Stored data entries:
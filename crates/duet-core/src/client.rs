//! Session-scoped chat client.
//!
//! A [`ChatClient`] is created by a sign-up/sign-in flow and torn down by
//! [`ChatClient::sign_out`]; every operation acts on behalf of its session
//! user. The backend seams arrive as a [`Backend`] bundle so the client
//! stays vendor-agnostic.

use std::sync::Arc;
use std::time::{SystemTime, UNIX_EPOCH};

use uuid::Uuid;

use crate::backend::{
    get_doc, set_doc, BlobStore, DocumentStore, FsBlobStore, IdentityProvider, LocalIdentity,
    Session, SqliteStore, WriteBatch,
};
use crate::chat::{self, Delivery};
use crate::config::CoreConfig;
use crate::constants::collections;
use crate::error::{CoreError, Result};
use crate::models::{
    ChatIndex, Conversation, ConversationSummary, IndexEntry, Message, UserProfile,
};
use crate::store::{directory, IndexFeed, MessageFeed};

/// Handles to the three backend seams; cloning is cheap.
#[derive(Clone)]
pub struct Backend {
    pub identity: Arc<dyn IdentityProvider>,
    pub docs: Arc<dyn DocumentStore>,
    pub blobs: Arc<dyn BlobStore>,
}

impl Backend {
    /// Open the local stack (SQLite documents and accounts, filesystem
    /// blobs) under one data directory.
    pub fn local(config: &CoreConfig) -> Result<Self> {
        Ok(Self {
            identity: Arc::new(LocalIdentity::open(&config.data_dir)?),
            docs: Arc::new(SqliteStore::open(&config.data_dir)?),
            blobs: Arc::new(FsBlobStore::open(config.blobs_dir())?),
        })
    }
}

/// Everything sign-up needs beyond credentials.
#[derive(Debug, Clone)]
pub struct SignUp {
    pub username: String,
    pub email: String,
    pub password: String,
    pub about: String,
}

/// Register a new account, open its first session and write the initial
/// profile plus an empty chat index.
pub async fn sign_up(backend: &Backend, signup: &SignUp) -> Result<ChatClient> {
    backend
        .identity
        .sign_up(&signup.email, &signup.password)
        .await?;
    let session = backend
        .identity
        .sign_in(&signup.email, &signup.password)
        .await?;

    let client = ChatClient::new(backend.clone(), session);
    client
        .initialize_account(&signup.username, &signup.email, &signup.about)
        .await?;
    Ok(client)
}
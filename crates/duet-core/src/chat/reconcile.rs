//! Reconciliation: keeping both participants' index entries consistent
//! after a new message.
//!
//! A delivery touches three documents: the conversation (message append) and
//! each participant's chat index. [`deliver`] commits all three as one batch,
//! so a send either lands everywhere or nowhere.

use std::collections::HashSet;

use tracing::debug;

use crate::backend::{get_doc, DocumentStore, WriteBatch};
use crate::constants::collections;
use crate::error::Result;
use crate::models::{ChatIndex, IndexEntry, Message};

/// A message on its way into a conversation, with everything the index
/// updates need.
#[derive(Debug, Clone)]
pub struct Delivery {
    pub conversation_id: String,
    pub sender_id: String,
    pub receiver_id: String,
    pub message: Message,
}

impl Delivery {
    fn peer_of(&self, owner_id: &str) -> &str {
        if owner_id == self.sender_id {
            &self.receiver_id
        } else {
            &self.sender_id
        }
    }
}

/// Update one participant's index for a delivery.
///
/// `seen` becomes true only on the sender's own index. An existing entry
/// keeps its `hidden` flag: new traffic does not resurface a conversation
/// the owner has hidden. A missing entry is inserted fresh.
pub fn apply_delivery(index: &mut ChatIndex, owner_id: &str, delivery: &Delivery) {
    let seen = owner_id == delivery.sender_id;
    let preview = delivery.message.preview().to_string();
    let sent_at = delivery.message.sent_at;

    match index.entry_mut(&delivery.conversation_id) {
        Some(entry) => {
            entry.last_message = preview;
            entry.seen = seen;
            entry.updated_at = sent_at;
        }
        None => index.chats.push(IndexEntry {
            conversation_id: delivery.conversation_id.clone(),
            peer_id: delivery.peer_of(owner_id).to_string(),
            last_message: preview,
            seen,
            hidden: false,
            updated_at: sent_at,
        }),
    }
}

/// Keep only the first entry per peer.
///
/// Stored indexes have been observed to carry duplicate entries for a peer;
/// the repair happens here, before any consumer sees the list.
pub fn dedupe_by_peer(entries: &[IndexEntry]) -> Vec<IndexEntry> {
    let mut seen = HashSet::new();
    entries
        .iter()
        .filter(|entry| seen.insert(entry.peer_id.clone()))
        .cloned()
        .collect()
}

/// Deliver a message: append it to the conversation and update both
/// participants' index entries, committed as one atomic batch.
///
/// A participant without an index document is skipped: their account
/// predates per-user indexes and stays untouched.
pub async fn deliver<S: DocumentStore + ?Sized>(store: &S, delivery: &Delivery) -> Result<()> {
    let mut batch = WriteBatch::new().append(
        collections::CHATS,
        &delivery.conversation_id,
        "messages",
        &delivery.message,
    )?;

    let (sender_index, receiver_index) = futures::join!(
        get_doc::<ChatIndex, _>(store, collections::USER_CHATS, &delivery.sender_id),
        get_doc::<ChatIndex, _>(store, collections::USER_CHATS, &delivery.receiver_id),
    );

    for (owner_id, loaded) in [
        (&delivery.sender_id, sender_index?),
        (&delivery.receiver_id, receiver_index?),
    ] {
        match loaded {
            Some(mut index) => {
                apply_delivery(&mut index, owner_id, delivery);
                batch = batch.set(collections::USER_CHATS, owner_id, &index)?;
            }
            None => {
                debug!(owner = %owner_id, "no chat index document; skipping index update");
            }
        }
    }

    store.commit(batch).await
}

#[cfg(test)]
mod tests {
    use super::*;
    use crate::backend::{set_doc, SqliteStore};
    use crate::models::Conversation;
    use tempfile::tempdir;

    fn delivery(text: &str, sent_at: u64) -> Delivery {
        Delivery {
            conversation_id: "c1".to_string(),
            sender_id: "u1".to_string(),
            receiver_id: "u2".to_string(),
            message: Message::text("u1", text, sent_at),
        }
    }

    fn entry(conversation_id: &str, peer_id: &str) -> IndexEntry {
        IndexEntry {
            conversation_id: conversation_id.to_string(),
            peer_id: peer_id.to_string(),
            last_message: String::new(),
            seen: false,
            hidden: false,
            updated_at: 0,
        }
    }

    #[test]
    fn test_seen_is_true_only_for_the_sender() {
        let delivery = delivery("hi", 100);

        let mut sender = ChatIndex {
            chats: vec![entry("c1", "u2")],
        };
        let mut receiver = ChatIndex {
            chats: vec![entry("c1", "u1")],
        };

        apply_delivery(&mut sender, "u1", &delivery);
        apply_delivery(&mut receiver, "u2", &delivery);

        let sender_entry = sender.entry("c1").unwrap();
        let receiver_entry = receiver.entry("c1").unwrap();

        assert!(sender_entry.seen);
        assert!(!receiver_entry.seen);
        assert_eq!(sender_entry.last_message, "hi");
        assert_eq!(receiver_entry.last_message, "hi");
        assert_eq!(sender_entry.updated_at, 100);
        assert_eq!(receiver_entry.updated_at, 100);
    }

    #[test]
    fn test_missing_entry_is_inserted_with_the_right_peer() {
        let delivery = delivery("hi", 100);
        let mut receiver = ChatIndex::default();

        apply_delivery(&mut receiver, "u2", &delivery);

        let inserted = receiver.entry("c1").unwrap();
        assert_eq!(inserted.peer_id, "u1", "receiver's peer is the sender");
        assert!(!inserted.seen);
        assert!(!inserted.hidden);

        let mut sender = ChatIndex::default();
        apply_delivery(&mut sender, "u1", &delivery);
        assert_eq!(sender.entry("c1").unwrap().peer_id, "u2");
    }

    #[test]
    fn test_hidden_stays_sticky_across_new_activity() {
        let delivery = delivery("are you there?", 200);

        let mut receiver = ChatIndex {
            chats: vec![IndexEntry {
                hidden: true,
                ..entry("c1", "u1")
            }],
        };

        apply_delivery(&mut receiver, "u2", &delivery);

        let updated = receiver.entry("c1").unwrap();
        assert!(updated.hidden, "new traffic must not resurface a hidden chat");
        assert_eq!(updated.last_message, "are you there?");
        assert_eq!(updated.updated_at, 200);
    }

    #[test]
    fn test_dedupe_keeps_first_entry_per_peer() {
        let entries = vec![
            IndexEntry {
                last_message: "first".to_string(),
                ..entry("c1", "u2")
            },
            IndexEntry {
                last_message: "second".to_string(),
                ..entry("c9", "u2")
            },
            entry("c2", "u3"),
        ];

        let deduped = dedupe_by_peer(&entries);
        assert_eq!(deduped.len(), 2);
        assert_eq!(deduped[0].last_message, "first");
        assert_eq!(deduped[1].peer_id, "u3");

        // Idempotent on already-clean input
        assert_eq!(dedupe_by_peer(&deduped), deduped);
    }

    #[tokio::test]
    async fn test_deliver_commits_message_and_both_indexes() {
        let dir = tempdir().unwrap();
        let store = SqliteStore::open(dir.path()).unwrap();

        set_doc(&store, collections::USER_CHATS, "u1", &ChatIndex::default())
            .await
            .unwrap();
        set_doc(&store, collections::USER_CHATS, "u2", &ChatIndex::default())
            .await
            .unwrap();

        deliver(&store, &delivery("hi", 100)).await.unwrap();

        let conversation: Conversation = get_doc(&store, collections::CHATS, "c1")
            .await
            .unwrap()
            .unwrap();
        assert_eq!(conversation.messages.len(), 1);
        assert_eq!(conversation.messages[0].preview(), "hi");

        let sender: ChatIndex = get_doc(&store, collections::USER_CHATS, "u1")
            .await
            .unwrap()
            .unwrap();
        let receiver: ChatIndex = get_doc(&store, collections::USER_CHATS, "u2")
            .await
            .unwrap()
            .unwrap();

        let sender_entry = sender.entry("c1").unwrap();
        let receiver_entry = receiver.entry("c1").unwrap();
        assert_eq!(sender_entry.last_message, receiver_entry.last_message);
        assert_eq!(sender_entry.updated_at, receiver_entry.updated_at);
        assert!(sender_entry.seen);
        assert!(!receiver_entry.seen);
    }

    #[tokio::test]
    async fn test_deliver_tolerates_a_missing_index_document() {
        let dir = tempdir().unwrap();
        let store = SqliteStore::open(dir.path()).unwrap();

        // Only the sender has an index document
        set_doc(&store, collections::USER_CHATS, "u1", &ChatIndex::default())
            .await
            .unwrap();

        deliver(&store, &delivery("hi", 100)).await.unwrap();

        let sender: ChatIndex = get_doc(&store, collections::USER_CHATS, "u1")
            .await
            .unwrap()
            .unwrap();
        assert!(sender.entry("c1").is_some());

        let receiver: Option<ChatIndex> =
            get_doc(&store, collections::USER_CHATS, "u2").await.unwrap();
        assert!(receiver.is_none(), "absent index must stay absent");

        // The message itself still landed
        let conversation: Conversation = get_doc(&store, collections::CHATS, "c1")
            .await
            .unwrap()
            .unwrap();
        assert_eq!(conversation.messages.len(), 1);
    }
}
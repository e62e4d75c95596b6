use std::path::{Path, PathBuf};

use async_trait::async_trait;
use sha2::{Digest, Sha256};

use crate::error::Result;

/// Durable binary object storage for attachments and avatar images.
#[async_trait]
pub trait BlobStore: Send + Sync {
    /// Store `data` and return a durable URL for it. `key` is advisory (the
    /// original file name); implementations may derive their own names.
    async fn upload(&self, data: &[u8], key: &str) -> Result<String>;
}

/// Filesystem-backed [`BlobStore`] with content-addressed names, so repeated
/// uploads of the same bytes share one object.
pub struct FsBlobStore {
    root: PathBuf,
}

impl FsBlobStore {
    pub fn open<P: AsRef<Path>>(root: P) -> Result<Self> {
        std::fs::create_dir_all(&root)?;
        Ok(Self {
            root: root.as_ref().to_path_buf(),
        })
    }
}

#[async_trait]
impl BlobStore for FsBlobStore {
    async fn upload(&self, data: &[u8], key: &str) -> Result<String> {
        let mut hasher = Sha256::new();
        hasher.update(data);
        let hash = hex::encode(hasher.finalize());

        let name = match Path::new(key).extension().and_then(|e| e.to_str()) {
            Some(ext) => format!("{}.{}", hash, ext),
            None => hash,
        };

        let path = self.root.join(name);
        if !path.exists() {
            std::fs::write(&path, data)?;
        }
        Ok(format!("file://{}", path.display()))
    }
}
//! Block relationship between two users.
//!
//! Blocking is recorded on the blocked party's profile: `block(owner, peer)`
//! adds the owner's id to the PEER's `blocked` set. While a block exists in
//! either direction, composition is disabled for both sides; message history
//! stays visible and nothing is deleted.

use crate::backend::{get_doc, set_doc, DocumentStore};
use crate::constants::collections;
use crate::error::{CoreError, Result};
use crate::models::UserProfile;

/// Record on the peer's profile that `owner` has blocked them.
pub async fn block<S: DocumentStore + ?Sized>(
    store: &S,
    owner_id: &str,
    peer_id: &str,
) -> Result<()> {
    let mut peer: UserProfile = get_doc(store, collections::USERS, peer_id)
        .await?
        .ok_or(CoreError::UserNotFound)?;

    if !peer.blocked_by(owner_id) {
        peer.blocked.push(owner_id.to_string());
        set_doc(store, collections::USERS, peer_id, &peer).await?;
    }
    Ok(())
}

/// Remove `owner`'s block of `peer`. Reverses only the composition
/// restriction; history was never touched.
pub async fn unblock<S: DocumentStore + ?Sized>(
    store: &S,
    owner_id: &str,
    peer_id: &str,
) -> Result<()> {
    let mut peer: UserProfile = get_doc(store, collections::USERS, peer_id)
        .await?
        .ok_or(CoreError::UserNotFound)?;

    if peer.blocked_by(owner_id) {
        peer.blocked.retain(|b| b != owner_id);
        set_doc(store, collections::USERS, peer_id, &peer).await?;
    }
    Ok(())
}

/// Whether `me` may compose to `peer` right now. A block in either
/// direction disables composition for both parties.
pub fn composition_allowed(me: &UserProfile, peer: &UserProfile) -> bool {
    !peer.blocked_by(&me.id) && !me.blocked_by(&peer.id)
}
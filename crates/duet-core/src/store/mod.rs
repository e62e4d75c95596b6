pub mod index_feed;
pub mod message_feed;
pub mod views;

pub use index_feed::IndexFeed;
pub use message_feed::MessageFeed;
pub use views::{build_summaries, directory, order_by_recency};
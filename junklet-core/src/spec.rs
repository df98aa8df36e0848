//! Generation specs.
//!
//! A [`Spec`] says what kind of junk to produce. Callers either build one
//! directly (`Spec::Int`, `Spec::sequence(..)`, `Spec::thunk(..)`) or hand a
//! loosely-typed [`Value`] to `Spec::try_from`, which classifies it with a
//! fixed, ordered set of checks.

use std::fmt;

use phf::phf_map;

use crate::error::JunkError;
use crate::value::Value;

/// Tag names accepted for symbolic specs.
static TAGS: phf::Map<&'static str, Tag> = phf_map! {
    "int" => Tag::Int,
    "bool" => Tag::Bool,
};

#[derive(Debug, Clone, Copy, PartialEq, Eq)]
enum Tag {
    Int,
    Bool,
}

/// What to generate.
pub enum Spec<'a> {
    /// No spec: a hex string, `size` digits long (default 32).
    Hex,

    /// A hex string of exactly this many digits. Not an integer value.
    Length(usize),

    /// Sample one element uniformly.
    Sequence(Vec<Value>),

    /// Sample one element uniformly from a lazily produced collection.
    Enumerable(Box<dyn Iterator<Item = Value> + 'a>),

    /// Call it and use the return value.
    Thunk(Box<dyn FnMut() -> Value + 'a>),

    /// Random integer, bounded by `minimum`/`maximum`, digit count by `size`.
    Int,

    /// Fair coin.
    Bool,
}

impl<'a> Spec<'a> {
    /// Sample from a finite, already materialized collection.
    pub fn sequence<I>(items: I) -> Self
    where
        I: IntoIterator,
        I::Item: Into<Value>,
    {
        Spec::Sequence(items.into_iter().map(Into::into).collect())
    }

    /// Sample from a range or any other finite iterator.
    pub fn range<I>(iter: I) -> Self
    where
        I: IntoIterator,
        I::Item: Into<Value> + 'a,
        I::IntoIter: 'a,
    {
        Spec::Enumerable(Box::new(iter.into_iter().map(Into::into)))
    }

    /// Call `f` once per generated value.
    pub fn thunk<F, V>(mut f: F) -> Self
    where
        F: FnMut() -> V + 'a,
        V: Into<Value>,
    {
        Spec::Thunk(Box::new(move || f().into()))
    }

    /// Look up a symbolic tag (`int`, `bool`).
    pub fn from_tag(tag: &str) -> Result<Self, JunkError> {
        match TAGS.get(tag) {
            Some(Tag::Int) => Ok(Spec::Int),
            Some(Tag::Bool) => Ok(Spec::Bool),
            None => Err(JunkError::UnsupportedSpecKind(format!("unknown tag :{}", tag))),
        }
    }

    /// Short variant name, used in logs and error messages.
    pub fn kind(&self) -> &'static str {
        match self {
            Spec::Hex => "hex",
            Spec::Length(_) => "length",
            Spec::Sequence(_) => "sequence",
            Spec::Enumerable(_) => "enumerable",
            Spec::Thunk(_) => "thunk",
            Spec::Int => "int",
            Spec::Bool => "bool",
        }
    }
}

impl Default for Spec<'_> {
    fn default() -> Self {
        Spec::Hex
    }
}

impl fmt::Debug for Spec<'_> {
    fn fmt(&self, f: &mut fmt::Formatter<'_>) -> fmt::Result {
        match self {
            Spec::Hex => f.write_str("Hex"),
            Spec::Length(n) => f.debug_tuple("Length").field(n).finish(),
            Spec::Sequence(items) => f.debug_tuple("Sequence").field(items).finish(),
            Spec::Enumerable(_) => f.write_str("Enumerable(..)"),
            Spec::Thunk(_) => f.write_str("Thunk(..)"),
            Spec::Int => f.write_str("Int"),
            Spec::Bool => f.write_str("Bool"),
        }
    }
}

/// Classify a loosely-typed value.
///
/// Checks run in order: nil, length, list, tag. Everything else is
/// unsupported.
impl TryFrom<Value> for Spec<'static> {
    type Error = JunkError;

    fn try_from(value: Value) -> Result<Self, Self::Error> {
        match value {
            Value::Nil => Ok(Spec::Hex),
            Value::Int(n) => usize::try_from(n).map(Spec::Length).map_err(|_| {
                JunkError::UnsupportedSpecKind(format!("negative length {}", n))
            }),
            Value::List(items) => Ok(Spec::Sequence(items)),
            Value::Sym(tag) => Spec::from_tag(&tag),
            other => Err(JunkError::UnsupportedSpecKind(format!(
                "{} spec {}",
                other.kind(),
                other
            ))),
        }
    }
}

impl From<usize> for Spec<'_> {
    fn from(len: usize) -> Self {
        Spec::Length(len)
    }
}
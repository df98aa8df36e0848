//! Error types for junk generation and fixture accessors.

use thiserror::Error;

/// Result alias used throughout the crate.
pub type Result<T> = std::result::Result<T, JunkError>;

/// Everything that can go wrong while generating junk.
///
/// Errors are never retried internally except for exclusion rejections,
/// which are bounded and surface as [`JunkError::ExclusionUnsatisfiable`].
#[derive(Debug, Clone, PartialEq, Eq, Error)]
pub enum JunkError {
    #[error("unsupported spec kind: {0}")]
    UnsupportedSpecKind(String),

    #[error("invalid int bounds: minimum {minimum} exceeds maximum {maximum}")]
    InvalidBounds { minimum: i64, maximum: i64 },

    #[error("invalid int digit count {0}: expected 1..=19")]
    InvalidDigits(usize),

    #[error("exclusion unsatisfiable: every {spec} candidate rejected after {attempts} attempts")]
    ExclusionUnsatisfiable { spec: &'static str, attempts: usize },

    #[error("cannot sample from an empty {0}")]
    EmptyCollection(&'static str),

    #[error("invalid junklet name `{0}`: must be an identifier")]
    InvalidName(String),

    #[error("no junklet named `{0}` in this scope")]
    UnknownJunklet(String),
}
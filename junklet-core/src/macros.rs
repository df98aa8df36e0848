//! `junklet!`: fixture accessors as methods.

/// Define a struct whose methods are memoized junk accessors.
///
/// Each listed name becomes a method returning `&str` shaped
/// `<name><separator><32 hex digits>`. The value is generated on the first
/// call on an instance and cached for that instance. An optional string
/// literal after a name overrides the default `_` separator for it.
///
/// `new()` draws from the thread RNG; `with_generator` takes any
/// [`Generator`](crate::Generator), e.g. a seeded one for reproducible runs.
///
/// ```
/// use junklet_core::Generator;
///
/// junklet_core::junklet! {
///     struct Names {
///         trash,
///         host_name: "-",
///         last_name: ".",
///     }
/// }
///
/// let names = Names::new();
/// assert!(names.trash().starts_with("trash_"));
/// assert_eq!(names.trash(), names.trash());
/// assert!(names.host_name().starts_with("host-name-"));
/// assert!(names.last_name().starts_with("last.name."));
///
/// // Another instance gets its own values.
/// assert_ne!(Names::new().trash(), names.trash());
///
/// // Same seed, same values.
/// let a = Names::with_generator(Generator::seeded(3));
/// let b = Names::with_generator(Generator::seeded(3));
/// assert_eq!(a.trash(), b.trash());
/// ```
#[macro_export]
macro_rules! junklet {
    (@separator) => {
        $crate::accessor::DEFAULT_SEPARATOR
    };
    (@separator $sep:literal) => {
        $sep
    };
    (
        $(#[$meta:meta])*
        $vis:vis struct $scope:ident {
            $($name:ident $(: $sep:literal)?),+ $(,)?
        }
    ) => {
        $(#[$meta])*
        #[derive(Debug)]
        $vis struct $scope<R = $crate::random::ThreadRng> {
            $($name: $crate::Binding,)+
            junk_source: ::std::cell::RefCell<$crate::Generator<R>>,
        }

        #[allow(dead_code)]
        impl $scope {
            pub fn new() -> Self {
                Self::with_generator($crate::Generator::new())
            }
        }

        impl ::std::default::Default for $scope {
            fn default() -> Self {
                Self::new()
            }
        }

        #[allow(dead_code)]
        impl<R: $crate::RandomSource> $scope<R> {
            pub fn with_generator(generator: $crate::Generator<R>) -> Self {
                Self {
                    $($name: $crate::Binding::new(
                        stringify!($name),
                        $crate::junklet!(@separator $($sep)?),
                    ),)+
                    junk_source: ::std::cell::RefCell::new(generator),
                }
            }

            $(
                pub fn $name(&self) -> &str {
                    self.$name
                        .value_with(|len| self.junk_source.borrow_mut().hex(len))
                }
            )+
        }
    };
}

- **Work to be completed**: Transcribe only, please, the lines from the first line of the records through the line with "write the initial". Both of those lines are included.

- **Solution to this task**:
filename crates/duet-core/src/client.rs
//! Session-scoped chat client.
//!
//! A [`ChatClient`] is created by a sign-up/sign-in flow and torn down by
//! [`ChatClient::sign_out`]; every operation acts on behalf of its session
//! user. The backend seams arrive as a [`Backend`] bundle so the client
//! stays vendor-agnostic.

use std::sync::Arc;
use std::time::{SystemTime, UNIX_EPOCH};

use uuid::Uuid;

use crate::backend::{
    get_doc, set_doc, BlobStore, DocumentStore, FsBlobStore, IdentityProvider, LocalIdentity,
    Session, SqliteStore, WriteBatch,
};
use crate::chat::{self, Delivery};
use crate::config::CoreConfig;
use crate::constants::collections;
use crate::error::{CoreError, Result};
use crate::models::{
    ChatIndex, Conversation, ConversationSummary, IndexEntry, Message, UserProfile,
};
use crate::store::{directory, IndexFeed, MessageFeed};

/// Handles to the three backend seams; cloning is cheap.
#[derive(Clone)]
pub struct Backend {
    pub identity: Arc<dyn IdentityProvider>,
    pub docs: Arc<dyn DocumentStore>,
    pub blobs: Arc<dyn BlobStore>,
}

impl Backend {
    /// Open the local stack (SQLite documents and accounts, filesystem
    /// blobs) under one data directory.
    pub fn local(config: &CoreConfig) -> Result<Self> {
        Ok(Self {
            identity: Arc::new(LocalIdentity::open(&config.data_dir)?),
            docs: Arc::new(SqliteStore::open(&config.data_dir)?),
            blobs: Arc::new(FsBlobStore::open(config.blobs_dir())?),
        })
    }
}

/// Everything sign-up needs beyond credentials.
#[derive(Debug, Clone)]
pub struct SignUp {
    pub username: String,
    pub email: String,
    pub password: String,
    pub about: String,
}

/// Register a new account, open its first session and write the initial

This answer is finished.